In their experiment, the researchers asked over 2,000 volunteers to answer a series of questions first for themselves, and then as if they were answering the questions for a hypothetical person who was described as either conservative or liberal. What they found was that the self-answers (both liberal and conservative) were much closer together than the imaginary ones. When a liberal answered for a generic liberal, they exaggerated the liberal stereotype. When they answered for a generic conservative, they exaggerated the conservative stereotype, and conservatives did the same thing.

If this all sounds a bit abstract, then let me explain why I think it’s the gravest threat our nation faces by providing the same two quotes that Graham, Nosek and Haid did at the beginning of their article. First, representing the conservative side, we have a quote from Joseph Farah on WorldNetDaily:

The national Democratic Party is immoral to the core. Any American who would vote for Democrats is guilty of fostering the worst kind of degeneracy. The leaders of this party are severely out of touch with mainstream, traditional American values. They are crusaders for perversion, for licentiousness, for nihilism and worse.

Then, speaking for the liberals, we have a quote from Michael Feingold writing in the Village Voice:

Republicans don’t believe in the imagination, partly because so few of them have one, but mostly because it gets in the way of their chosen work, which is to destroy the human race and the planet. Human beings, who have imaginations, can see a recipe for disaster in the making; Republicans, whose goal in life is to profit from disaster and who don’t give a hoot about human beings, either can’t or won’t.

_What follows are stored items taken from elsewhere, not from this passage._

impl DagExecutor {
    /// Constructs an executor over `registry`, optionally gated by
    /// `governor`, using `clock` for timestamps and `tenant_id` for emitted
    /// events.
    #[must_use]
    pub fn new(registry: NodeRegistry, governor: Option<Arc<ExecutionGovernor>>, clock: Arc<dyn Clock>, tenant_id: TenantId) -> Self {
        Self { registry, governor, clock, tenant_id }
    }

    /// Runs `spec` to completion.
    ///
    /// # Errors
    ///
    /// Returns [`ExecutorError`] if the graph's dependency structure cannot
    /// be ordered (unknown dependency id or a cycle). Individual node
    /// failures never surface as an `Err`; they are recorded as failed
    /// [`DagResult`] entries instead.
    #[allow(
        clippy::expect_used,
        clippy::panic_in_result_fn,
        reason = "topological_order is built from spec.nodes, so every id it yields is present in spec.nodes"
    )]
    pub fn run(&self, spec: &GraphSpec) -> Result<ExecutionOutcome, ExecutorError> {
        let order = crate::toposort::topological_order(&spec.nodes)?;
        if let Some(governor) = &self.governor {
            governor.start();
        }

        let started_at = self.clock.now();
        let mut events = Vec::new();
        events.push(self.event(EventType::ExecutionGraphStarted, started_at, ParamMap::new()));

        let mut ctx = ExecutionContext::new(spec.graph_id.clone(), spec.business_intent_id.clone(), spec.dry_run);
        let mut results: Vec<DagResult> = Vec::with_capacity(order.len());
        let mut run_broken = false;

        for node_id in &order {
            let node_spec = spec.nodes.iter().find(|node| &node.node_id == node_id).expect("order only contains known nodes");

            if let Some(governor) = &self.governor {
                let decision = governor.check_node_execution(node_id, &node_spec.node_type, node_spec.critical, spec.dry_run);
                match decision {
                    Decision::Degrade { reason } => {
                        results.push(skipped_result(node_id));
                        events.push(self.event(
                            EventType::ExecutionGraphNodeDegraded,
                            self.clock.now(),
                            reason_payload(node_id, &reason),
                        ));
                        continue;
                    }
                    Decision::Deny { reason, .. } | Decision::RequireApproval { message: reason } => {
                        results.push(failed_result(node_id, self.clock.now(), &reason));
                        events.push(self.event(
                            EventType::ExecutionGraphNodeFailed,
                            self.clock.now(),
                            reason_payload(node_id, &reason),
                        ));
                        run_broken = true;
                        break;
                    }
                    Decision::Allow => {}
                }
            }

            let node_started_at = self.clock.now();
            let Some(node) = self.registry.instantiate(node_spec) else {
                let reason = format!("no factory registered for executor_class {}", node_spec.executor_class);
                results.push(failed_result(node_id, node_started_at, &reason));
                events.push(self.event(EventType::TaskFailed, self.clock.now(), reason_payload(node_id, &reason)));
                if spec.stop_on_first_error || node_spec.critical {
                    run_broken = true;
                    break;
                }
                continue;
            };

            let outcome = node
                .validate_before_execution(&ctx)
                .and_then(|()| if spec.dry_run { node.dry_run(&mut ctx) } else { node.execute(&mut ctx) });

            let node_completed_at = self.clock.now();
            let duration_s = elapsed_seconds(node_started_at, node_completed_at);

            match outcome {
                Ok(outcome) => {
                    for (key, value) in &outcome.output {
                        ctx.set(key.clone(), value.clone());
                    }
                    for artifact in &outcome.artifacts {
                        ctx.add_artifact(artifact.clone());
                    }
                    results.push(DagResult {
                        node_id: node_id.clone(),
                        status: NodeStatus::Completed,
                        started_at: Some(node_started_at),
                        completed_at: Some(node_completed_at),
                        duration_s,
                        success: true,
                        output: outcome.output,
                        artifacts: outcome.artifacts,
                        error: None,
                        rollback_available: node_spec.capabilities.contains(&Capability::Rollbackable),
                    });
                    if let Some(governor) = &self.governor {
                        let external_calls: u64 = if node_spec.capabilities.contains(&Capability::External) { 1 } else { 0 };
                        governor.record_node_execution(duration_s, external_calls);
                    }
                    events.push(self.event(EventType::TaskCompleted, node_completed_at, ParamMap::new()));
                }
                Err(err) => {
                    let reason = node_error_message(&err);
                    results.push(DagResult {
                        node_id: node_id.clone(),
                        status: NodeStatus::Failed,
                        started_at: Some(node_started_at),
                        completed_at: Some(node_completed_at),
                        duration_s,
                        success: false,
                        output: ParamMap::new(),
                        artifacts: Vec::new(),
                        error: Some(reason.clone()),
                        rollback_available: false,
                    });
                    events.push(self.event(EventType::TaskFailed, node_completed_at, reason_payload(node_id, &reason)));
                    if spec.stop_on_first_error || node_spec.critical {
                        run_broken = true;
                        break;
                    }
                }
            }
        }

        if (run_broken || results.iter().any(|result| result.status == NodeStatus::Failed)) && spec.auto_rollback {
            self.rollback(spec, &mut ctx, &mut results, &mut events);
        }

        let completed_at = self.clock.now();
        let status = final_status(&results, spec);
        let result = GraphResult {
            graph_id: spec.graph_id.clone(),
            status,
            node_results: results,
            started_at,
            completed_at,
            duration_s: elapsed_seconds(started_at, completed_at),
        };
        events.push(self.event(EventType::ExecutionGraphCompleted, completed_at, ParamMap::new()));

        Ok(ExecutionOutcome { result, events })
    }

    /// Rolls back completed, rollback-capable nodes in reverse completion
    /// order (§4.G step 3). Rollback failures are recorded but never stop
    /// further rollbacks.
    fn rollback(&self, spec: &GraphSpec, ctx: &mut ExecutionContext, results: &mut [DagResult], events: &mut Vec<Event>) {
        events.push(self.event(EventType::ExecutionGraphRollbackStarted, self.clock.now(), ParamMap::new()));

        let rollback_candidates: Vec<usize> = results
            .iter()
            .enumerate()
            .filter(|(_, result)| result.status == NodeStatus::Completed)
            .map(|(index, _)| index)
            .rev()
            .collect();

        for index in rollback_candidates {
            let node_id = results[index].node_id.clone();
            let Some(node_spec) = spec.nodes.iter().find(|node| node.node_id == node_id) else { continue };
            if !node_spec.capabilities.contains(&Capability::Rollbackable) {
                continue;
            }
            let Some(node) = self.registry.instantiate(node_spec) else { continue };
            match node.rollback(ctx) {
                Ok(()) => {
                    results[index].rollback_available = true;
                    events.push(self.event(EventType::TaskRolledBack, self.clock.now(), ParamMap::new()));
                }
                Err(err) => {
                    events.push(self.event(
                        EventType::TaskFailed,
                        self.clock.now(),
                        reason_payload(&node_id, &node_error_message(&err)),
                    ));
                }
            }
        }

        events.push(self.event(EventType::ExecutionGraphRollbackCompleted, self.clock.now(), ParamMap::new()));
    }

    /// Builds an audit [`Event`] stamped with this executor's tenant.
    fn event(&self, event_type: EventType, now: Timestamp, payload: ParamMap) -> Event {
        let meta = EventMeta { tenant_id: self.tenant_id.clone(), request_id: None, graph_id: None };
        Event::new(event_type, meta, payload, now)
    }
}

If we could write these off as shrill exceptions that would be bad enough, but we can’t. The research from Graham, Nosek and Haidt (and others) shows that this radicalized surrealism is pervasive. It’s also dangerous in two crucial ways

  1. To the extent that actual American politics are represented there’s no hope of real compromise.
  2. You can’t really represent all of American politics with two “sides”, but this polarity prevents innovation.

Both of these problems arise in the same way: the constant belief that the other is out to annihilate everything that is good and beautiful in the world creates a sense of perpetual panic. Any compromise with the adversary or wandering off thinking about things beyond the rudimentary party line could create a crack in the defense allowing the other guys to triumph. Nothing could be worse than that of course.

Here’s what I believe:

First, I believe that Americans from the left and right often do have common intuitions, goals, and aspirations that are masked by differing terminology and buried under pseudo-conflict. Second, I believe that not only compromise but positive political innovation are possible when the standoff can be defused and common ground can be accessed. Third, I believe that no matter how small any individuals influence may be, we all have a civic and moral imperative to opt out of the fear machine and engage in good faith discussion across ideological lines.

Right now the politicians are powerless to effect positive change because their incentives are dictated by our preferences. As long as we the people allow ourselves to be divided so starkly into warring camps we can forget any responsibility or maturity from Washington. Of course this doesn’t excuse individual acts of cravenness and corruption, but practically speaking we either improve American society or  we go down with the ship in one way or another (none of which are pleasant to imagine).

So, starting with this post, I’m going to do my part to put my money where my mouth is. I have ideas for real reform that fall outside the convenient definitions of right and left that could make our country a better place and, I think, find broad support. I have no idea if anything I write will ever have an impact. I hope in some tiny way it will. But, regardless of the outcome, I  believe that our nation needs a reboot and that it has to come from the citizens first. It’s an idea I think of as America 2.0, and I’m starting work on it today.